The Pearson House, a 19th-century home in Germantown where a local painter created his most important works, received a spot on the Philadelphia Register of Historic Places on April 9. Exactly two months later, the house’s owner received a demolition permit from the city.

And on Wednesday, residents watched as workers threw materials off the roof of what is described as one of the oldest remaining houses on Wayne Avenue.

“You could see the bricks from the chimney were on the ground,” said Allison Weiss with the SoLo/Germantown Civic Association, which is trying to stop the demolition.

Contrary to what many residents think, historic designation does not automatically preserve Philadelphia properties. In addition to structural condition and developers’ will, timing of a nomination can work against a property. In the case of the Pearson House, by the time the Philadelphia Historical Commission accepted the historic nomination for consideration in late November 2020, the home was far along the path toward demolition. The property owner already had a demolition zoning permit from the Department of Licenses & Inspections.

While the Historical Commission considered the property’s nomination in March, the owner asked for a denial, citing the demolition permit and the intent to take down the house to construct a four-story multifamily building. The commission granted the Pearson House a spot on the historic register anyway but with the caveat that it would automatically rescind the designation if the building is lawfully demolished — an action the commission has taken before.

Paul Chrystie, a spokesperson for the commission, said the agency had no power to stop demolition since the owner started the permitting process before the designation process began, “although the commission would prefer that the owner preserve the building.”

“This is a historic city,” said Emaleigh Doley, executive director of the Germantown United Community Development Corp. “But the law says that you can just erase some of that if you want to.”

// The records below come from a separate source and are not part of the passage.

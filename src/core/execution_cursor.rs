use crate::common::{Bytes, Hash, U256};
use crate::machine::Machine;
use crate::store::StoreView;
use crate::value::{Value, ValueCache};

use super::inbox::read_entries;
use super::{ArbCore, Checkpoint, CoreError};

/// A private replay of the machine, detached from the live one. It starts at a checkpoint and
/// is moved forward by re-running the stored inbox; the logs and sends it produced since the
/// checkpoint are kept along.
#[derive(Clone)]
pub struct ExecutionCursor<M> {
    machine: M,
    checkpoint: Checkpoint,
    position: Checkpoint,
    logs: Vec<Value>,
    sends: Vec<Bytes>,
}

impl<M: Machine> ExecutionCursor<M> {
    fn new(machine: M, checkpoint: Checkpoint) -> Self {
        Self {
            machine,
            position: checkpoint.clone(),
            checkpoint,
            logs: Vec::new(),
            sends: Vec::new(),
        }
    }

    pub fn machine(&self) -> &M {
        &self.machine
    }

    pub fn machine_hash(&self) -> Hash {
        self.machine.hash()
    }

    /// The checkpoint the replay started from.
    pub fn checkpoint(&self) -> &Checkpoint {
        &self.checkpoint
    }

    pub fn total_gas_used(&self) -> &U256 {
        &self.position.total_gas
    }

    pub fn messages_read(&self) -> &U256 {
        &self.position.messages_read
    }

    pub fn inbox_hash(&self) -> &Hash {
        &self.position.inbox_hash
    }

    pub fn log_count(&self) -> &U256 {
        &self.position.log_count
    }

    pub fn send_count(&self) -> &U256 {
        &self.position.send_count
    }

    pub fn logs(&self) -> &[Value] {
        &self.logs
    }

    pub fn sends(&self) -> &[Bytes] {
        &self.sends
    }

    pub fn into_machine(self) -> M {
        self.machine
    }
}

impl<M: Machine> ArbCore<M> {
    /// Replay the machine from the newest checkpoint at or below `total_gas_used` up to that
    /// much gas, stopping early if the machine blocks on the inbox. `None` if there is no such
    /// checkpoint.
    pub fn get_execution_cursor(
        &self, total_gas_used: &U256, cache: &ValueCache,
    ) -> Result<Option<ExecutionCursor<M>>, CoreError> {
        let rtx = self.make_const_transaction();
        let cp = match self.get_checkpoint_using_gas(&rtx, total_gas_used, false)? {
            Some(cp) => cp,
            None => return Ok(None),
        };
        let machine = self.load_machine(&rtx, &cp.machine_hash, cache)?;
        let mut cursor = ExecutionCursor::new(machine, cp);
        let remaining = *total_gas_used - cursor.position.total_gas;
        self.replay(&rtx, &mut cursor, &remaining)?;
        Ok(Some(cursor))
    }

    /// Move `cursor` forward by up to `max_gas`.
    pub fn advance_execution_cursor(
        &self, cursor: &mut ExecutionCursor<M>, max_gas: &U256,
    ) -> Result<(), CoreError> {
        let rtx = self.make_const_transaction();
        self.replay(&rtx, cursor, max_gas)
    }

    fn replay(
        &self, view: &dyn StoreView, cursor: &mut ExecutionCursor<M>,
        max_gas: &U256,
    ) -> Result<(), CoreError> {
        let target = cursor.position.total_gas.saturating_add(*max_gas);
        let inserted = self.message_entry_inserted_count(view)?;
        while cursor.position.total_gas < target {
            let start = cursor.position.messages_read;
            let end = inserted
                .min(start.saturating_add(self.config.max_messages_per_run.into()))
                .max(start);
            let entries = read_entries(view, &start, &end)?;
            let inbox: Vec<_> = entries.iter().map(|e| e.message()).collect();
            let assertion = cursor
                .machine
                .run(target - cursor.position.total_gas, &inbox);
            if assertion.is_empty() {
                break
            }
            let consumed = assertion.inbox_messages_consumed as usize;
            if consumed > entries.len() {
                return Err(CoreError::Corrupt(format!(
                    "machine consumed {} of {} messages",
                    consumed,
                    entries.len()
                )))
            }
            let inbox_hash = consumed.checked_sub(1).map(|i| entries[i].inbox_hash);
            cursor.position.advance(&assertion, inbox_hash);
            cursor.logs.extend(assertion.logs);
            cursor.sends.extend(assertion.sends);
        }
        Ok(())
    }
}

She has seen commercial and residential development ramp up throughout Germantown, a neighborhood known for its historic charm, and said neighbors were caught by surprise by the plans to tear down the Pearson House, which Wayne Avenue Brothers LP purchased in March 2020 for $300,000, according to property records. Community members would like to see the original house incorporated into any new construction.

“Really what we would like to see is some changes within how the city overall approaches historic preservation and the protections that are in place,” Doley said. “Because we shouldn’t really be at this point.”

On Wednesday, L&I halted initial demolition work at the house at 5139 Wayne Ave. The department said the contractor had not obtained a necessary sidewalk closure permit or met with an L&I inspector to review demolition plans and safety protocols as required before work begins. Sean P. Whalen, an attorney with the real estate law firm Vintage Law who is representing the building owner, said the workers thought they had what they needed to start demolition.

“As soon as the Streets Department issues the sidewalk closure permit, which is pending, the demolition will recommence,” he said Friday.

Nearby residents hoped the brief reprieve could buy them some time as they keep trying to preserve the three-story masonry building, which was constructed around 1857 and which residents consider a fixture in the neighborhood. The SoLo/Germantown Civic Association appealed the demolition permit to the Board of License and Inspection Review on Wednesday morning. The permit allows the contractor to take down the building using handheld tools.

The board can revoke permits if it determines they were issued in error. But the filing of an appeal does not stop demolition.

“We think, and the city has concurred, that everything was issued properly, and everyone followed all the rules and regulations that they were required to,” Whalen said.

According to the nomination the Historical Commission received in September and accepted as correct in November, the Joseph T. Pearson House demonstrates the social and artistic heritage of the Germantown neighborhood and the city in the early 20th century. Joseph T. Pearson Jr. lived with his family in the home from 1882 to 1919 and painted a majority of his most well-known and exhibited impressionist works while living there, according to the nomination.

Most of the outside of the house is stucco, while red brick and wooden shingles cover an addition. The home sports a bright red door, green shutters, and a front porch with railings. Aspects of the house’s architecture are designed in the Queen Anne Revival style, according to the historic nomination written by Oscar Beisert, an architectural historian with the Keeping Society of Philadelphia, which advocates for the preservation of historic properties.

Beisert said he knew the owner planned to demolish the building for a while but submitted the nomination because he and neighbors weren’t sure which permits the owner had. He said the Pearson House and the blocks surrounding it should have long been part of a historic district.

“We all know this area is historic,” he said. “Come on.”

A lot of people are fine with development, but “they don’t want things being destroyed,” he said. “Communities are upset all over the city about this.”